How to define an affine transformation using 2 triangles?

The transformation you're looking for has this form:

$$\left[ \begin{array}{ccc} t_1 & t_2 & t_3\\ t_4 & t_5 & t_6\\ 0 & 0 & 1\\ \end{array} \right] \left[ \begin{array}{ccc} a_1 & b_1 & c_1\\ a_2 & b_2 & c_2 \\ 1 & 1 & 1 \\ \end{array} \right] = \left[\begin{array}{ccc} x_1 & y_1 & z_1\\ x_2 & y_2 & z_2\\ 1 & 1 & 1 \end{array} \right] $$

or

$${\bf T A} = {\bf X}$$ so $${\bf T} = {\bf X}{\bf A}^{-1}$$

Now $\bf T$ is a transformation matrix you can use on any point, like $${\bf T}\left[\begin{array}{c}a_1\\a_2\\1\end{array}\right] = \left[\begin{array}{c}x_1\\x_2\\1\end{array}\right]$$

It's linear, so it has the halfway point property you were looking for.
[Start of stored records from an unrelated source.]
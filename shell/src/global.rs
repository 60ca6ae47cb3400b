use crate::history::History;

/// Per-shell mutable state. A forked stage works on its own copy.
pub struct State {
	pub history: History,
}

impl State {
	pub fn new() -> State {
		State { history: History::new() }
	}
}
use std::collections::BTreeSet;
use std::path::{Path, PathBuf};
use std::{env, fs, io};

use log::trace;
use nix::unistd::{self, AccessFlags};

const PATH_KEY: &'static str = "PATH";

fn is_executable(path: &Path) -> bool {
	match fs::metadata(path) {
		Ok(meta) => meta.is_file() && unistd::access(path, AccessFlags::X_OK).is_ok(),
		Err(_) => false,
	}
}

/// First `dir/name` along `PATH` that is an executable file. Names containing
/// a slash are checked as given.
pub fn lookup(name: &str) -> Option<PathBuf> {
	if name.is_empty() {
		return None;
	}
	if name.contains('/') {
		let path = PathBuf::from(name);
		return if is_executable(&path) { Some(path) } else { None };
	}
	let paths = env::var_os(PATH_KEY)?;
	for dir in env::split_paths(&paths) {
		if dir.as_os_str().is_empty() {
			continue;
		}
		let candidate = dir.join(name);
		if is_executable(&candidate) {
			trace!("{} resolved to {}", name, candidate.display());
			return Some(candidate);
		}
	}
	None
}

fn add_entry(names: &mut BTreeSet<String>, prefix: &str, entry: io::Result<fs::DirEntry>) -> io::Result<()> {
	let e = entry?;
	let file_name = e.file_name().into_string().map_err(|_| io::Error::from(io::ErrorKind::InvalidData))?;
	if file_name.starts_with(prefix) && is_executable(&e.path()) {
		names.insert(file_name);
	}
	Ok(())
}

/// Names of executables on `PATH` starting with `prefix`. Unreadable
/// directories are skipped.
pub fn executables(prefix: &str) -> BTreeSet<String> {
	let mut names = BTreeSet::new();
	let paths = match env::var_os(PATH_KEY) {
		Some(paths) => paths,
		None => { return names; },
	};
	for path in env::split_paths(&paths) {
		if let Ok(entries) = fs::read_dir(path) {
			for entry in entries {
				let _ = add_entry(&mut names, prefix, entry);
			}
		}
	}
	names
}

#[cfg(test)]
mod tests {
	use super::*;
	use std::os::unix::fs::PermissionsExt;

	fn touch(dir: &Path, name: &str, mode: u32) -> PathBuf {
		let path = dir.join(name);
		fs::write(&path, b"#!/bin/sh\n").unwrap();
		fs::set_permissions(&path, fs::Permissions::from_mode(mode)).unwrap();
		path
	}

	#[test]
	fn direct_path() {
		let dir = tempfile::tempdir().unwrap();
		let exe = touch(dir.path(), "tool", 0o755);
		assert_eq!(lookup(exe.to_str().unwrap()), Some(exe.clone()));
		assert_eq!(lookup(dir.path().join("missing").to_str().unwrap()), None);
		// directories are never commands
		assert_eq!(lookup(dir.path().to_str().unwrap()), None);
	}

	#[test]
	fn path_scan_finds_sh() {
		let found = lookup("sh").expect("sh on PATH");
		assert!(found.is_absolute());
		assert!(found.ends_with("sh"));
		assert_eq!(lookup("surely-not-a-command-4e1c"), None);
		assert_eq!(lookup(""), None);
	}

	#[test]
	fn listing_filters_by_prefix() {
		let names = executables("s");
		assert!(names.contains("sh"));
		assert!(names.iter().all(|n| n.starts_with('s')));
	}
}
$$ {\bf A} = \left[\begin{array}{ccc} -3 & 0 & 3\\ 0 & 3 & 0\\ 1 & 1 & 1\\ \end{array}\right] $$ $$ \left[\begin{array}{ccc|ccc} -3 & 0 & 3 & 1 & 0 & 0\\ 0 & 3 & 0 & 0 & 1 & 0\\ 1 & 1 & 1 & 0 & 0 & 1\\ \end{array}\right] $$ $$ \left[\begin{array}{ccc|ccc} 1 & 0 & -1 & -\frac13 & 0 & 0\\ 0 & 3 & 0 & 0 & 1 & 0\\ 0 & 1 & 2 & \frac13 & 0 & 1\\ \end{array}\right] $$

$$ \left[\begin{array}{ccc|ccc} 1 & 0 & -1 & -\frac13 & 0 & 0\\ 0 & 1 & 0 & 0 & \frac13 & 0\\ 0 & 0 & 2 & \frac13 & -\frac13 & 1\\ \end{array}\right] $$

$$ \left[\begin{array}{ccc|ccc} 1 & 0 & 0 & -\frac16 & -\frac16 & \frac12\\ 0 & 1 & 0 & 0 & \frac13 & 0\\ 0 & 0 & 1 & \frac16 & -\frac16 & \frac12\\ \end{array}\right]\\ \text{so } {\bf A}^{-1} = \left[\begin{array}{ccc} -\frac16 & -\frac16 & \frac12\\ 0 & \frac13 & 0\\ \frac16 & -\frac16 & \frac12\\ \end{array}\right]$$

$${\bf XA}^{-1} = \left[\begin{array}{ccc} 2 & 3 & 4\\ 3 & 2 & 3\\ 1 & 1 & 1\\ \end{array}\right] \left[\begin{array}{ccc} -\frac16 & -\frac16 & \frac12\\ 0 & \frac13 & 0\\ \frac16 & -\frac16 & \frac12\\ \end{array}\right] = \left[\begin{array}{ccc} \frac13 & 0 & 3\\ 0 & -\frac13 & 3\\ 0 & 0 & 1\\ \end{array}\right] $$


The form of the affine transformation will be

$$\vec{p}' = \left( \begin{array}{cc} A_{11} & A_{12} \\ A_{21} & A_{22}\end{array} \right) \vec{p} + \vec{d}$$.

This transformation is characterized by six parameters (four for the matrix, two for the displacement vector), and the requirement that $a$ transforms to $x$ and similaryly for $b$ and $c$ going to $y$ and $z$ gives six equations. Assuming no three of the points are co-linear, these can be solved. An easy approach is:

Eliminate the $\vec{d}$ by transforming the difference $(\vec{b}-\vec{a})$; this gives two equations, the first of which looks like $$ A_{11} (b_1 - a_1) + A_{12} (b_2 - a_2) = y_1 - x_1 $$ Then eliminate the $\vec{d}$ agian, this time by transforming the difference $(\vec{c}-\vec{a})$; this gives two equations, the first of which looks like $$ A_{11} (c_1 - a_1) + A_{12} (c_2 - a_2) = z_1 - x_1 $$ These two equations can be solved to determine $A_{11}$ and $A_{12}$. Similarly, the second equation in each elemination can be solved to determine $A_{21}$ and $A_{22}$.

Finally, now that $A$ is known, you can easily find $\vec{d}$.